Please keep to the lines below from the one with "self.device.upgrade()" through the one with "pub fn raw(&self)", and restate them word for word, ends included.

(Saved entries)
>>>>

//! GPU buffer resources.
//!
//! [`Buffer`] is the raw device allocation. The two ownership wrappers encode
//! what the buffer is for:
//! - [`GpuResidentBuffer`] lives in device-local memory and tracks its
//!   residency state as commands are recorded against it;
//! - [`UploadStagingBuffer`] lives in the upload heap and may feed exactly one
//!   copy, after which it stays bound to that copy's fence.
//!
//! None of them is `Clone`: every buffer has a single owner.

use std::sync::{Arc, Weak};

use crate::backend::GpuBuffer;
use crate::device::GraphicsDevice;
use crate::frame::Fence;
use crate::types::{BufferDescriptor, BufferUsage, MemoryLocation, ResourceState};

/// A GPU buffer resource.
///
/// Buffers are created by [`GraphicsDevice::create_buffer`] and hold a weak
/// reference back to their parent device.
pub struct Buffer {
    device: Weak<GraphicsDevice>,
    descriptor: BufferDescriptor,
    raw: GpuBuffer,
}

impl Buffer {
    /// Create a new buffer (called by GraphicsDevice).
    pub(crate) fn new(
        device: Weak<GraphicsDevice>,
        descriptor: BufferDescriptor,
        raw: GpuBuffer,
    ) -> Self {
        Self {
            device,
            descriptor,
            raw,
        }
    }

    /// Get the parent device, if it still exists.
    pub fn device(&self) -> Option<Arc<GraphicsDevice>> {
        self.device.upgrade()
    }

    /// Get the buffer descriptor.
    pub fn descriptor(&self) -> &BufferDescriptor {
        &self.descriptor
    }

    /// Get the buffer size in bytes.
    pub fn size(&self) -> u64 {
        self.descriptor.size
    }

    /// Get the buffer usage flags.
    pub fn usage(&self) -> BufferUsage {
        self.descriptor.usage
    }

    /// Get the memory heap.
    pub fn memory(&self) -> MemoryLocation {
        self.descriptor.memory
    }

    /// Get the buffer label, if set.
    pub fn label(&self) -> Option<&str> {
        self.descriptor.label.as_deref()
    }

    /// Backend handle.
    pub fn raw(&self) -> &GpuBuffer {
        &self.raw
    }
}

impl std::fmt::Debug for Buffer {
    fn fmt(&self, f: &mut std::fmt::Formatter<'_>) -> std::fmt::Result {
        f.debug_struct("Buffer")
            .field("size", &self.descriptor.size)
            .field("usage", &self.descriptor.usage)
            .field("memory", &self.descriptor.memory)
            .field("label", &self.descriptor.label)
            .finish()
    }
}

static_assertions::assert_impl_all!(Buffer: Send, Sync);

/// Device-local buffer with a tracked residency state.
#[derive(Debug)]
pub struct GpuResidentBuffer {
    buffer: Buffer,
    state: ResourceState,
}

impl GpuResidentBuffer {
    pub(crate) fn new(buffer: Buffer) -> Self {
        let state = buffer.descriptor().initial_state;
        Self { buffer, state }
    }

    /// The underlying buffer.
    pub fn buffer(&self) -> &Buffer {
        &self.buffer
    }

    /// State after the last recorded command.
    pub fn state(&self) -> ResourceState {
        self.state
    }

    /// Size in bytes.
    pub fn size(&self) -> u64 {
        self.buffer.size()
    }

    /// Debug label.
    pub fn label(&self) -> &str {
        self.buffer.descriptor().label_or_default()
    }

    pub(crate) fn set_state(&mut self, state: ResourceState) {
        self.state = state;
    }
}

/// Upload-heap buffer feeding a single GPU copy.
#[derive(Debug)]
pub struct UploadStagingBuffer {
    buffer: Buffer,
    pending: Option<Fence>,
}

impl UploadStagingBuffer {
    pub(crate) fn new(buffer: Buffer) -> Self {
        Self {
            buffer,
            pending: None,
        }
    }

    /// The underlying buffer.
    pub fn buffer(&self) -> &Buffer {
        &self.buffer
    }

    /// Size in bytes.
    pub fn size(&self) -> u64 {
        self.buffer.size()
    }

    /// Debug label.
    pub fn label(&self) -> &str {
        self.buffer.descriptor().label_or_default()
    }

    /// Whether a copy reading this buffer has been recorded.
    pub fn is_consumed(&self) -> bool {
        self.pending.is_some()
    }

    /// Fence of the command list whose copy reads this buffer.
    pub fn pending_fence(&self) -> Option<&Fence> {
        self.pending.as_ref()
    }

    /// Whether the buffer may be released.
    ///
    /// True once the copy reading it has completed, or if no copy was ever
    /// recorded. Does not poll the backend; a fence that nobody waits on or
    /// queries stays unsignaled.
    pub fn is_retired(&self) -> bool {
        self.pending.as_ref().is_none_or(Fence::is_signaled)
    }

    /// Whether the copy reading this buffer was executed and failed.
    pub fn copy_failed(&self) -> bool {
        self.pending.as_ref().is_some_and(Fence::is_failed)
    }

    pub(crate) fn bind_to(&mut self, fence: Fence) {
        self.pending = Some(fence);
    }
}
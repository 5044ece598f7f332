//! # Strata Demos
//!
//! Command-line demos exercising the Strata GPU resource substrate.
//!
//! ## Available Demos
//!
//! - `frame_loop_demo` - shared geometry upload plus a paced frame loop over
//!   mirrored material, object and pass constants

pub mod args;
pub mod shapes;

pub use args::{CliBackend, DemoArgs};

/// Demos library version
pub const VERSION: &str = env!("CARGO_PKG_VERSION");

<<<<

*Exercise response*.
        self.device.upgrade()
    }

    /// Get the buffer descriptor.
    pub fn descriptor(&self) -> &BufferDescriptor {
        &self.descriptor
    }

    /// Get the buffer size in bytes.
    pub fn size(&self) -> u64 {
        self.descriptor.size
    }

    /// Get the buffer usage flags.
    pub fn usage(&self) -> BufferUsage {
        self.descriptor.usage
    }

    /// Get the memory heap.
    pub fn memory(&self) -> MemoryLocation {
        self.descriptor.memory
    }

    /// Get the buffer label, if set.
    pub fn label(&self) -> Option<&str> {
        self.descriptor.label.as_deref()
    }

    /// Backend handle.
    pub fn raw(&self) -> &GpuBuffer {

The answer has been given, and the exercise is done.